[ROCm] gpt-oss: route FA3 to aiter-flash-attn, generate ROCm fixtures by Abdennacer-Badaoui · Pull Request #46837 · huggingface/transformers

Abdennacer-Badaoui · 2026-06-23T08:42:59Z

On ROCm, gpt-oss now routes the FA3-style attention to kernels-community/aiter-flash-attn (_compatible_flash_implementations) and generates separate ROCm fixtures (non-distributed + tp_size=2). Configs that depend on kernels-community/megablocks are skipped because it doesn't ship a ROCm build for torch 2.10 (the version the AMD CI runs today) we have the ones for 2.11 and 2.12, and configs that hit kernels-community/sonic-moe are skipped since that kernel has no ROCm build yet.
Fixes around 140 failing tests.

HuggingFaceDocBuilderDev · 2026-06-23T08:57:56Z

The docs for this PR live here. All of your documentation changes will be reflected on that endpoint.
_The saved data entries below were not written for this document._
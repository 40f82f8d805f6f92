//! Application state.

use std::collections::HashMap;
use std::sync::Arc;

use tokio::sync::{watch, Mutex};

use reel_engine::{
    ChatClient, EdgeTts, EngineConfig, JobStore, MemoryJobStore, Pipeline, SpeechSynthesizer,
};
use reel_models::JobId;

use crate::config::ApiConfig;

/// Shared application state.
#[derive(Clone)]
pub struct AppState {
    pub config: ApiConfig,
    pub engine: EngineConfig,
    pub store: Arc<dyn JobStore>,
    pub chat: ChatClient,
    pub pipeline: Pipeline,
    /// Cancellation senders for in-flight builds, removed on completion
    pub cancels: Arc<Mutex<HashMap<JobId, watch::Sender<bool>>>>,
}

impl AppState {
    /// Create state with the production synthesizer.
    pub fn new(config: ApiConfig, engine: EngineConfig) -> Result<Self, reel_engine::EngineError> {
        let tts = EdgeTts::new(engine.edge_tts_bin.clone());
        Self::with_synthesizer(config, engine, Arc::new(tts))
    }

    /// Create state with a caller-supplied synthesizer (used by tests).
    pub fn with_synthesizer(
        config: ApiConfig,
        engine: EngineConfig,
        tts: Arc<dyn SpeechSynthesizer>,
    ) -> Result<Self, reel_engine::EngineError> {
        let store: Arc<dyn JobStore> = MemoryJobStore::new();
        let chat = ChatClient::new(&engine)?;
        let pipeline = Pipeline::new(engine.clone(), Arc::clone(&store), chat.clone(), tts);

        Ok(Self {
            config,
            engine,
            store,
            chat,
            pipeline,
            cancels: Arc::new(Mutex::new(HashMap::new())),
        })
    }

    /// Register a cancellation channel for a job, returning the receiver
    /// its worker watches.
    pub async fn register_cancel(&self, id: JobId) -> watch::Receiver<bool> {
        let (tx, rx) = watch::channel(false);
        self.cancels.lock().await.insert(id, tx);
        rx
    }

    /// Signal cancellation. True when the job had a live worker.
    pub async fn cancel(&self, id: &JobId) -> bool {
        match self.cancels.lock().await.remove(id) {
            Some(tx) => tx.send(true).is_ok(),
            None => false,
        }
    }

    /// Drop the cancellation channel once a build reaches a terminal state.
    pub async fn clear_cancel(&self, id: &JobId) {
        self.cancels.lock().await.remove(id);
    }
}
The docs are available until 30 days after the last update.

vasqu

Have a few comments, especially hesitant on the tests side because we change a few things that would break the original cuda fixtures so gotta be a bit careful

github-actions · 2026-06-23T13:28:48Z

[For maintainers] Suggested jobs to run (before merge)

run-slow: gpt_oss, openai_privacy_filter

vasqu · 2026-06-23T13:45:38Z

        # Generate key to look up expected outputs
        key = generate_config_key(quantized, model_size, kernels, attn_impl, mode)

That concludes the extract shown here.